And so it was with bulging saddle-bags and full pockets that Mr. Bone bade them a cheery farewell, and putting his horse to the bank, rode up it and vanished in the dark seclusion of the woods.
The person who seemed least affected by this untoward adventure was Miss Gordon, who, although she had lost a considerable amount of valuables, could hardly retain her laughter at the Captain’s discomfiture, as he sat, a sorry sight, in his stockinged feet. Indeed she had to hold her muff to her face to hide her uncharitable amusement. Doctor Syn may have noticed this, for hie was the first to break the silence, by addressing the Captain. ‘My dear sir,’ he said, ‘this rascal has left you in a deplorable state. Indeed you must be regretting already your resolve to visit our part of the country. For my part, I cannot apologise enough, for I should have included highwaymen in my list of dangers that you might encounter on the Marsh. Now, we must see what can be done. It is my duty to assist you. Your feet. Dear me. Now — I have a pair of carpet-slippers in my bag — perhaps you would — you couldn’t? No? Oh well, perhaps you’re right. A village cobbler, perhaps. Then please let me lend you a guinea or so, until you find yourself in funds?
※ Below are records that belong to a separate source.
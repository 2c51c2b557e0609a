//! Simulated OBD-II drive cycle.
//!
//! Produces one metrics sample per tick. The values are plausible rather
//! than physical: a smoothed random throttle drives RPM and speed, and the
//! rest follows from those.

use rand::rngs::StdRng;
use rand::{Rng, SeedableRng};
use serde::Serialize;

/// Trouble codes the simulator raises now and then.
const TROUBLE_CODES: [&str; 4] = ["P0300", "P0171", "P0420", "P0128"];

/// Coolant temperature the engine warms toward, °C.
const OPERATING_TEMP: f64 = 90.0;

/// Connection-state tag to announce in each sample.
#[derive(Debug, Clone, Copy, PartialEq, Eq, Serialize, clap::ValueEnum)]
#[serde(rename_all = "lowercase")]
pub enum FeedMode {
    Demo,
    Connected,
}

/// One metrics message in the sender's wire shape.
#[derive(Debug, Clone, PartialEq, Serialize)]
#[serde(rename_all = "camelCase")]
pub struct ObdSample {
    pub status: &'static str,
    #[serde(skip_serializing_if = "Option::is_none")]
    pub error: Option<String>,
    pub rpm: Option<f64>,
    pub speed: Option<f64>,
    pub coolant_temp: Option<f64>,
    pub engine_load: Option<f64>,
    pub fuel_level: Option<f64>,
    pub throttle_pos: Option<f64>,
    pub maf_air_flow: Option<f64>,
    pub mpg: Option<f64>,
    pub battery_voltage: Option<f64>,
    pub soc: Option<f64>,
    pub acceleration: Option<f64>,
    pub trip_distance: Option<f64>,
    pub idling_time: Option<u64>,
    pub dtc: Option<String>,
    pub ignition_state: Option<&'static str>,
}

impl ObdSample {
    /// Status-only message announcing a lost adapter.
    pub fn dropout(error: &str) -> Self {
        Self {
            status: "disconnected",
            error: Some(error.to_string()),
            rpm: None,
            speed: None,
            coolant_temp: None,
            engine_load: None,
            fuel_level: None,
            throttle_pos: None,
            maf_air_flow: None,
            mpg: None,
            battery_voltage: None,
            soc: None,
            acceleration: None,
            trip_distance: None,
            idling_time: None,
            dtc: None,
            ignition_state: None,
        }
    }
}

/// Drive-cycle state advanced once per tick.
#[derive(Debug)]
pub struct DriveSimulator {
    rng: StdRng,
    mode: FeedMode,
    throttle: f64,
    speed_kmh: f64,
    coolant_c: f64,
    fuel_pct: f64,
    trip_km: f64,
    idle_secs: f64,
    dtc: Option<&'static str>,
}

impl DriveSimulator {
    pub fn new(mode: FeedMode, seed: Option<u64>) -> Self {
        let rng = match seed {
            Some(seed) => StdRng::seed_from_u64(seed),
            None => StdRng::from_os_rng(),
        };
        Self {
            rng,
            mode,
            throttle: 0.0,
            speed_kmh: 0.0,
            coolant_c: 25.0,
            fuel_pct: 75.0,
            trip_km: 0.0,
            idle_secs: 0.0,
            dtc: None,
        }
    }

    /// Advance by `dt` seconds and return the new sample.
    pub fn step(&mut self, dt: f64) -> ObdSample {
        // Throttle: smoothed random walk, sometimes back to idle
        let target = if self.rng.random_bool(0.1) {
            0.0
        } else {
            self.rng.random_range(0.0..70.0)
        };
        self.throttle += (target - self.throttle) * 0.2;
        self.throttle = self.throttle.clamp(0.0, 100.0);

        let target_speed = self.throttle * 1.8;
        let previous_speed = self.speed_kmh;
        self.speed_kmh += (target_speed - self.speed_kmh) * (0.5 * dt).min(1.0);
        self.speed_kmh = self.speed_kmh.max(0.0);
        let acceleration = if dt > 0.0 {
            (self.speed_kmh - previous_speed) / 3.6 / dt
        } else {
            0.0
        };

        let rpm = 750.0 + self.throttle * 45.0 + self.rng.random_range(-15.0..15.0);
        let engine_load = (self.throttle * 0.9 + 15.0).min(100.0);
        let maf = rpm * engine_load / 100.0 * 0.01 + 2.0;

        self.coolant_c += (OPERATING_TEMP - self.coolant_c) * (0.02 * dt).min(1.0);
        self.fuel_pct = (self.fuel_pct - maf * dt * 0.0005).max(0.0);
        self.trip_km += self.speed_kmh * dt / 3600.0;
        if self.speed_kmh < 1.0 {
            self.idle_secs += dt;
        }

        let mpg = if self.speed_kmh < 1.0 {
            0.0
        } else {
            // 14.7 AFR, 740 g/L gasoline, 3.785 L/gal
            let gallons_per_hour = maf / 14.7 / 740.0 / 3.785 * 3600.0;
            let mph = self.speed_kmh * 0.621_371;
            (mph / gallons_per_hour).min(99.0)
        };

        self.update_dtc();

        ObdSample {
            status: match self.mode {
                FeedMode::Demo => "demo",
                FeedMode::Connected => "connected",
            },
            error: None,
            rpm: Some(rpm),
            speed: Some(self.speed_kmh),
            coolant_temp: Some(self.coolant_c),
            engine_load: Some(engine_load),
            fuel_level: Some(self.fuel_pct),
            throttle_pos: Some(self.throttle),
            maf_air_flow: Some(maf),
            mpg: Some(mpg),
            battery_voltage: Some(13.8 + self.rng.random_range(-0.2..0.2)),
            soc: Some(80.0 + self.rng.random_range(-1.0..1.0)),
            acceleration: Some(acceleration),
            trip_distance: Some(self.trip_km),
            idling_time: Some(self.idle_secs as u64),
            dtc: Some(self.dtc.unwrap_or("None").to_string()),
            ignition_state: Some("Running"),
        }
    }

    fn update_dtc(&mut self) {
        match self.dtc {
            None if self.rng.random_bool(0.01) => {
                let code = TROUBLE_CODES[self.rng.random_range(0..TROUBLE_CODES.len())];
                self.dtc = Some(code);
            }
            Some(_) if self.rng.random_bool(0.05) => self.dtc = None,
            _ => {}
        }
    }
}

#[cfg(test)]
mod tests {
    use super::*;

    #[test]
    fn test_seeded_runs_repeat() {
        let mut a = DriveSimulator::new(FeedMode::Demo, Some(42));
        let mut b = DriveSimulator::new(FeedMode::Demo, Some(42));
        for _ in 0..50 {
            assert_eq!(a.step(0.2), b.step(0.2));
        }
    }

    #[test]
    fn test_values_stay_in_range() {
        let mut sim = DriveSimulator::new(FeedMode::Connected, Some(7));
        let mut last_trip = 0.0;
        for _ in 0..2000 {
            let sample = sim.step(0.2);
            assert_eq!(sample.status, "connected");
            let rpm = sample.rpm.unwrap();
            assert!((700.0..=6000.0).contains(&rpm), "rpm {rpm}");
            assert!(sample.speed.unwrap() >= 0.0);
            assert!((0.0..=100.0).contains(&sample.fuel_level.unwrap()));
            assert!(sample.coolant_temp.unwrap() <= OPERATING_TEMP);
            let trip = sample.trip_distance.unwrap();
            assert!(trip >= last_trip);
            last_trip = trip;
        }
    }

    #[test]
    fn test_wire_shape_uses_camel_case() {
        let mut sim = DriveSimulator::new(FeedMode::Demo, Some(1));
        let value = serde_json::to_value(sim.step(0.2)).unwrap();
        let object = value.as_object().unwrap();
        for key in ["coolantTemp", "idlingTime", "ignitionState", "tripDistance", "status"] {
            assert!(object.contains_key(key), "missing {key}");
        }
        assert!(!object.contains_key("error"));
    }

    #[test]
    fn test_dropout_carries_error() {
        let value = serde_json::to_value(ObdSample::dropout("adapter lost")).unwrap();
        assert_eq!(value["status"], "disconnected");
        assert_eq!(value["error"], "adapter lost");
        assert!(value["rpm"].is_null());
    }
}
Oh, in insist,’ and the Captain had the mortification of having to accept Doctor Syn’s offer. He also had a nasty feeling that the parson was laughing at him, so that he was further piqued when this ambiguous gentleman continued solicitously, ‘And your sword, sir. Your favourite weapon. Dear me, what a loss. Now, if you will permit me? I have a very fine collection of Toledo blades. I used to fancy myself somewhat as a swordsman — in my younger days, of course. You have only to call at the Vicarage and make your choice of weapons. Can I advise you further?’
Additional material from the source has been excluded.